Y les hablemos de todo lo que sabemos: de

preparar pan con claras, de cómo

avisan las nubes cuando

viene la helada, de cómo quitarle

a la acelga su amargor. De pintura, de dónde

conseguimos las ofertas, de los atajos

en bicicleta, de las medias antes

de entrar a la cama, de las películas

que más te gustan ¿cuáles son?

De los animales que nos cuidaron,

que son sus hermanos,

de las veces que nos dijeron:

¿Qué puede salir de ustedes dos?

Y yo entonces lloré y recostaba sobre el pasto,

Dios me habló, mirá las estrellas porque

como ellas y los granos de arena en el mar todo

será, no lo podras contar. ¿Será?

Al menos por ahora corazón,

por hoy, por esta noche, que

quién sabe cuánto dure

escribo esta carta a la luz de una vela

que alcanza a iluminar casi nada,

pero alumbra el futuro.

 

(Editado en Este amor tan Grande, Mansalva, Buenos Aires 2021)

*

 

Al arroyo una vaca muerta

 

Pudriéndose a su costado

la cabeza desarmada, marronas las aguas.

¿Murió ahogada por su propio peso, fue quien

la hundió en el barro? Nadie sabe,

bajó sola hasta la muerte,

aunque bajó a tomar agua, bajaba hasta la muerte.

No fue su culpa, la muerte es así.

Los hermanos encienden un fuego, son niños

cualquiera diría salvajes, por los cueros

y sus melenas como bañados en miel, pero

cierto es que son nenecitos: pecho plano y ojos lampiños

no distinguen entre nada, ni miden su fuerza, ni se cuidan

de la mugre. Lo que sí, que encienden

con la inteligencia intuitiva de los fósforos

acomodados entre basuras halladas cual tesoros y hojas de eucaliptus

el fuego que podrá quemarles la piel, arruinarles

la cara, dejarlos feos. Pero también podrá perdonarlos,

y que sean esas llamas reunidas sobre la tierra seca

el material de una memoria alegre

para siempre, cuando ya crecidos sean hombres y no tengan más

que trabajar, civilizarse, pegar ladrillos, buscar esposas, maridos,

preocuparse cómo calentar la casa, criar los hijos,

alejarse uno de otros, desconocerse, perder el habla.

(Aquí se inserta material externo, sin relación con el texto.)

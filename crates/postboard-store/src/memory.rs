use std::collections::HashMap;
use std::sync::RwLock;

use bytes::Bytes;
use postboard_types::BlobId;

use crate::error::{StoreError, StoreResult};
use crate::traits::{BlobStore, BlobWriter};

/// In-memory, HashMap-based blob store.
///
/// Intended for tests and embedding. Blobs are held behind a `RwLock` for
/// safe concurrent access. An optional quota bounds the committed bytes;
/// writes that would cross it fail with [`StoreError::QuotaExceeded`].
pub struct InMemoryBlobStore {
    blobs: RwLock<HashMap<BlobId, Bytes>>,
    quota: Option<u64>,
}

impl InMemoryBlobStore {
    /// Create a new empty store without a quota.
    pub fn new() -> Self {
        Self::with_quota(None)
    }

    pub fn with_quota(quota: Option<u64>) -> Self {
        Self {
            blobs: RwLock::new(HashMap::new()),
            quota,
        }
    }

    fn used(&self) -> StoreResult<u64> {
        let map = self.blobs.read().map_err(|_| StoreError::Poisoned)?;
        Ok(map.values().map(|b| b.len() as u64).sum())
    }

    fn check_quota(&self, used: u64, requested: u64) -> StoreResult<()> {
        match self.quota {
            Some(quota) if used.saturating_add(requested) > quota => {
                Err(StoreError::QuotaExceeded {
                    requested,
                    available: quota.saturating_sub(used),
                })
            }
            _ => Ok(()),
        }
    }
}

impl Default for InMemoryBlobStore {
    fn default() -> Self {
        Self::new()
    }
}

impl BlobStore for InMemoryBlobStore {
    fn read(&self, id: &BlobId) -> StoreResult<Option<Bytes>> {
        let map = self.blobs.read().map_err(|_| StoreError::Poisoned)?;
        Ok(map.get(id).cloned())
    }

    fn exists(&self, id: &BlobId) -> StoreResult<bool> {
        let map = self.blobs.read().map_err(|_| StoreError::Poisoned)?;
        Ok(map.contains_key(id))
    }

    fn begin_write(&self, size_hint: u64) -> StoreResult<Box<dyn BlobWriter + '_>> {
        self.check_quota(self.used()?, size_hint)?;
        Ok(Box::new(MemoryWriter {
            store: self,
            buffer: Vec::with_capacity(usize::try_from(size_hint).unwrap_or(0)),
        }))
    }

    fn total_bytes(&self) -> StoreResult<u64> {
        self.used()
    }

    fn blob_count(&self) -> StoreResult<usize> {
        let map = self.blobs.read().map_err(|_| StoreError::Poisoned)?;
        Ok(map.len())
    }
}

struct MemoryWriter<'a> {
    store: &'a InMemoryBlobStore,
    buffer: Vec<u8>,
}

impl BlobWriter for MemoryWriter<'_> {
    fn write_chunk(&mut self, chunk: &[u8]) -> StoreResult<()> {
        let staged = (self.buffer.len() + chunk.len()) as u64;
        self.store.check_quota(self.store.used()?, staged)?;
        self.buffer.extend_from_slice(chunk);
        Ok(())
    }

    fn written(&self) -> u64 {
        self.buffer.len() as u64
    }

    fn commit(self: Box<Self>, id: BlobId) -> StoreResult<()> {
        let MemoryWriter { store, buffer } = *self;
        let mut map = store.blobs.write().map_err(|_| StoreError::Poisoned)?;
        if map.contains_key(&id) {
            return Ok(());
        }
        // Re-check under the write lock: concurrent uploads may have landed.
        let used: u64 = map.values().map(|b| b.len() as u64).sum();
        store.check_quota(used, buffer.len() as u64)?;
        map.insert(id, Bytes::from(buffer));
        Ok(())
    }
}

impl std::fmt::Debug for InMemoryBlobStore {
    fn fmt(&self, f: &mut std::fmt::Formatter<'_>) -> std::fmt::Result {
        let count = self.blob_count().unwrap_or_default();
        f.debug_struct("InMemoryBlobStore")
            .field("blob_count", &count)
            .field("quota", &self.quota)
            .finish()
    }
}

#[cfg(test)]
mod tests {
    use super::*;

    fn put(store: &InMemoryBlobStore, data: &[u8]) -> StoreResult<BlobId> {
        let id = BlobId::digest(data);
        let mut writer = store.begin_write(data.len() as u64)?;
        writer.write_chunk(data)?;
        writer.commit(id)?;
        Ok(id)
    }

    #[test]
    fn write_and_read_blob() {
        let store = InMemoryBlobStore::new();
        let id = put(&store, b"hello world").unwrap();
        let read_back = store.read(&id).unwrap().expect("should exist");
        assert_eq!(&read_back[..], b"hello world");
        assert!(store.exists(&id).unwrap());
    }

    #[test]
    fn read_missing_blob_returns_none() {
        let store = InMemoryBlobStore::new();
        assert!(store.read(&BlobId::digest(b"missing")).unwrap().is_none());
    }

    #[test]
    fn same_content_is_stored_once() {
        let store = InMemoryBlobStore::new();
        let id1 = put(&store, b"identical").unwrap();
        let id2 = put(&store, b"identical").unwrap();
        assert_eq!(id1, id2);
        assert_eq!(store.blob_count().unwrap(), 1);
    }

    #[test]
    fn uncommitted_writer_leaves_no_trace() {
        let store = InMemoryBlobStore::new();
        {
            let mut writer = store.begin_write(4).unwrap();
            writer.write_chunk(b"abcd").unwrap();
            assert_eq!(writer.written(), 4);
        }
        assert_eq!(store.blob_count().unwrap(), 0);
        assert_eq!(store.total_bytes().unwrap(), 0);
    }

    #[test]
    fn quota_rejects_oversized_hint() {
        let store = InMemoryBlobStore::with_quota(Some(10));
        let err = store.begin_write(11).err().expect("should refuse");
        assert!(matches!(
            err,
            StoreError::QuotaExceeded {
                requested: 11,
                available: 10
            }
        ));
    }

    #[test]
    fn quota_rejects_chunk_that_crosses_it() {
        let store = InMemoryBlobStore::with_quota(Some(8));
        put(&store, b"12345").unwrap();

        let mut writer = store.begin_write(0).unwrap();
        writer.write_chunk(b"ab").unwrap();
        let err = writer.write_chunk(b"cd").unwrap_err();
        assert!(matches!(err, StoreError::QuotaExceeded { .. }));
        assert_eq!(store.total_bytes().unwrap(), 5);
    }

    #[test]
    fn concurrent_reads_are_safe() {
        use std::sync::Arc;
        use std::thread;

        let store = Arc::new(InMemoryBlobStore::new());
        let id = put(&store, b"shared data").unwrap();

        let handles: Vec<_> = (0..8)
            .map(|_| {
                let store = Arc::clone(&store);
                thread::spawn(move || {
                    let bytes = store.read(&id).unwrap().expect("present");
                    assert_eq!(BlobId::digest(&bytes), id);
                })
            })
            .collect();

        for h in handles {
            h.join().expect("thread should not panic");
        }
    }

    #[test]
    fn debug_format() {
        let store = InMemoryBlobStore::new();
        put(&store, b"x").unwrap();
        let debug = format!("{store:?}");
        assert!(debug.contains("InMemoryBlobStore"));
        assert!(debug.contains("blob_count"));
    }
}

Habrá una tarde, en un arroyo, donde la muerte y la herida rondaban

pero fueron perdonados y también felices.

 

(Editado en Este amor tan Grande, Mansalva, Buenos Aires 2021)

*

 

Marie Gouiric nació en Bahía Blanca, Argentina, en 1985. Es licenciada en la Enseñanza de las Artes Audiovisuales. Publicó la novela De dónde viene la costumbre, (Penguin Random House, 2019), finalista del Premio Filba-Fundación Medifé y reconocida con una mención especial del jurado Premio Sara Gallardo 2021. Los libros de poesía  Este amor tan Grande (Mansalva, 2021), Un método del mundo(Blatt&Ríos, 2016), Botafogo (Eloísa Cartonera, 2014) y Tramontina (Vox, 2012). Las plaquetas Decime qué se siente, se siente hermoso (Belleza y Felicidad, 2014) y Pensaba que había un paisaje, pero (Belleza y Felicidad, 2014). Participó de la antología 30.30 (Editorial Municipal de Rosario, 2013) y colaboró en diferentes revistas virtuales e impresas. Actualmente vive en Buenos Aires, integra el colectivo Serigrafistas Queer, coordina talleres de escritura y es docente en escuelas públicas de la ciudad.